On May 2, 2025, the U.S. Department of the Treasury took significant steps in President Trump's ongoing campaign against Mexican cartels, with actions by the Office of Foreign Assets Control (OFAC) and Financial Crimes Enforcement Network (FinCEN) intended to target crude oil smuggling schemes (known as huachicol), described as a "cash cow" for Cartel Jalisco Nueva Generación (CJNG) and other cartels. These actions presage the continued escalation of the Trump administration's laser focus on cartels designated and sanctioned as Foreign Terrorist Organizations (FTOs) and their drug and non-drug revenue sources. The development is particularly relevant to companies involved in the oil and gas sector in Mexico and, more generally, provides additional insight into the administration's enforcement priorities. 

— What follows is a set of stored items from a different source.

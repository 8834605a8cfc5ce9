//! Core error types for machine-timeline-core.
//!
//! This module defines the error hierarchy using thiserror. Storage,
//! configuration and validation failures have their own enums; failures
//! raised while analysing a machine are grouped in [`AnalysisError`] and
//! always carry the machine, modification and time range they concern.

use std::fmt;
use std::path::PathBuf;
use thiserror::Error;

use crate::timeline::TimeRange;

/// Core error type for machine-timeline-core.
#[derive(Error, Debug)]
pub enum CoreError {
    /// Database-related errors
    #[error("Database error: {0}")]
    Database(#[from] DatabaseError),

    /// Configuration-related errors
    #[error("Configuration error: {0}")]
    Config(#[from] ConfigError),

    /// Validation errors
    #[error("Validation error: {0}")]
    Validation(#[from] ValidationError),

    /// Errors raised while analysing a machine timeline
    #[error("Analysis error: {0}")]
    Analysis(#[from] AnalysisError),

    /// IO errors
    #[error("IO error: {0}")]
    Io(#[from] std::io::Error),

    /// Serialization/deserialization errors
    #[error("JSON error: {0}")]
    Json(#[from] serde_json::Error),

    /// Generic errors with context
    #[error("{0}")]
    Custom(String),
}

impl CoreError {
    /// Whether retrying the same unit of work may succeed.
    pub fn is_transient(&self) -> bool {
        match self {
            CoreError::Database(err) => err.is_transient(),
            CoreError::Analysis(AnalysisError::TransientStorageFailure { .. }) => true,
            _ => false,
        }
    }
}

/// Database-specific errors.
#[derive(Error, Debug)]
pub enum DatabaseError {
    /// Failed to open database connection
    #[error("Failed to open database at {path}: {source}")]
    OpenFailed {
        path: PathBuf,
        #[source]
        source: rusqlite::Error,
    },

    /// Query execution failed
    #[error("Query failed: {0}")]
    QueryFailed(String),

    /// Migration failed
    #[error("Database migration failed: {0}")]
    MigrationFailed(String),

    /// Database is locked
    #[error("Database is locked")]
    Locked,

    /// Database is busy with another writer
    #[error("Database is busy")]
    Busy,

    /// A thread panicked while holding the database handle
    #[error("Database handle poisoned")]
    Poisoned,

    /// Row referenced by id does not exist
    #[error("{entity} {id} not found")]
    NotFound { entity: &'static str, id: i64 },
}

impl DatabaseError {
    pub fn is_transient(&self) -> bool {
        matches!(self, DatabaseError::Locked | DatabaseError::Busy)
    }
}

/// Configuration-specific errors.
#[derive(Error, Debug)]
pub enum ConfigError {
    /// Failed to load configuration
    #[error("Failed to load configuration from {path}: {message}")]
    LoadFailed { path: PathBuf, message: String },

    /// Failed to save configuration
    #[error("Failed to save configuration to {path}: {message}")]
    SaveFailed { path: PathBuf, message: String },

    /// Invalid configuration value
    #[error("Invalid configuration value for '{key}': {message}")]
    InvalidValue { key: String, message: String },

    /// Unknown configuration key
    #[error("Unknown configuration key: {0}")]
    MissingKey(String),
}

/// Validation errors.
#[derive(Error, Debug)]
pub enum ValidationError {
    /// Invalid time range
    #[error("Invalid time range: end ({end}) must be greater than begin ({start})")]
    InvalidTimeRange {
        start: chrono::DateTime<chrono::Utc>,
        end: chrono::DateTime<chrono::Utc>,
    },

    /// A bounded range was required
    #[error("Time range starting at {start} must have an end")]
    UnboundedRange { start: chrono::DateTime<chrono::Utc> },

    /// Invalid value
    #[error("Invalid value for '{field}': {message}")]
    InvalidValue { field: String, message: String },
}

/// Where an analysis error happened.
#[derive(Debug, Clone, PartialEq, Eq)]
pub struct ErrorContext {
    pub machine_id: i64,
    pub modification_id: Option<i64>,
    pub range: Option<TimeRange>,
}

impl ErrorContext {
    pub fn machine(machine_id: i64) -> Self {
        Self {
            machine_id,
            modification_id: None,
            range: None,
        }
    }

    pub fn with_modification(mut self, modification_id: i64) -> Self {
        self.modification_id = Some(modification_id);
        self
    }

    pub fn with_range(mut self, range: Option<TimeRange>) -> Self {
        self.range = range;
        self
    }
}

impl fmt::Display for ErrorContext {
    fn fmt(&self, f: &mut fmt::Formatter<'_>) -> fmt::Result {
        write!(f, "machine {}", self.machine_id)?;
        if let Some(id) = self.modification_id {
            write!(f, ", modification {id}")?;
        }
        if let Some(range) = &self.range {
            write!(f, ", range {range}")?;
        }
        Ok(())
    }
}

/// Failures raised by the analysis of one machine.
#[derive(Error, Debug)]
pub enum AnalysisError {
    /// Storage kept failing after the configured number of attempts.
    #[error("Transient storage failure ({context}): {source}")]
    TransientStorageFailure {
        context: ErrorContext,
        #[source]
        source: DatabaseError,
    },

    /// A decision extension failed for one reason slot.
    #[error("Extension '{extension}' failed ({context}): {message}")]
    ExtensionDecisionFailure {
        context: ErrorContext,
        extension: String,
        message: String,
    },

    /// The partition of a timeline is broken; the machine worker stops.
    #[error("Invariant violation ({context}): {message}")]
    InvariantViolation {
        context: ErrorContext,
        message: String,
    },

    /// A modification could not be applied; its machine queue halts.
    #[error("Modification error ({context}): {message}")]
    ModificationError {
        context: ErrorContext,
        message: String,
    },
}

impl AnalysisError {
    pub fn context(&self) -> &ErrorContext {
        match self {
            AnalysisError::TransientStorageFailure { context, .. }
            | AnalysisError::ExtensionDecisionFailure { context, .. }
            | AnalysisError::InvariantViolation { context, .. }
            | AnalysisError::ModificationError { context, .. } => context,
        }
    }

    pub fn invariant(context: ErrorContext, message: impl Into<String>) -> Self {
        AnalysisError::InvariantViolation {
            context,
            message: message.into(),
        }
    }

    pub fn modification(context: ErrorContext, message: impl Into<String>) -> Self {
        AnalysisError::ModificationError {
            context,
            message: message.into(),
        }
    }
}

// Helper implementations for converting from other error types

impl From<rusqlite::Error> for DatabaseError {
    fn from(err: rusqlite::Error) -> Self {
        match &err {
            rusqlite::Error::SqliteFailure(err, _msg) => match err.code {
                rusqlite::ErrorCode::DatabaseLocked => DatabaseError::Locked,
                rusqlite::ErrorCode::DatabaseBusy => DatabaseError::Busy,
                _ => DatabaseError::QueryFailed(err.to_string()),
            },
            _ => DatabaseError::QueryFailed(err.to_string()),
        }
    }
}

impl From<rusqlite::Error> for CoreError {
    fn from(err: rusqlite::Error) -> Self {
        CoreError::Database(err.into())
    }
}

impl<T> From<std::sync::PoisonError<T>> for CoreError {
    fn from(_: std::sync::PoisonError<T>) -> Self {
        CoreError::Database(DatabaseError::Poisoned)
    }
}

/// Result type alias for CoreError
pub type Result<T, E = CoreError> = std::result::Result<T, E>;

On May 2, OFAC announced that it sanctioned three Mexican nationals and two Mexico-based entities associated with CJNG due to their involvement in fentanyl trafficking, fuel theft, and smuggling of stolen crude oil from Mexico into the U.S. At the same time, FinCEN issued an alert that provides an overview of typical methods and financial transactions associated with the cartel's oil smuggling operations and lists red flags that may be indicative of crude oil smuggling.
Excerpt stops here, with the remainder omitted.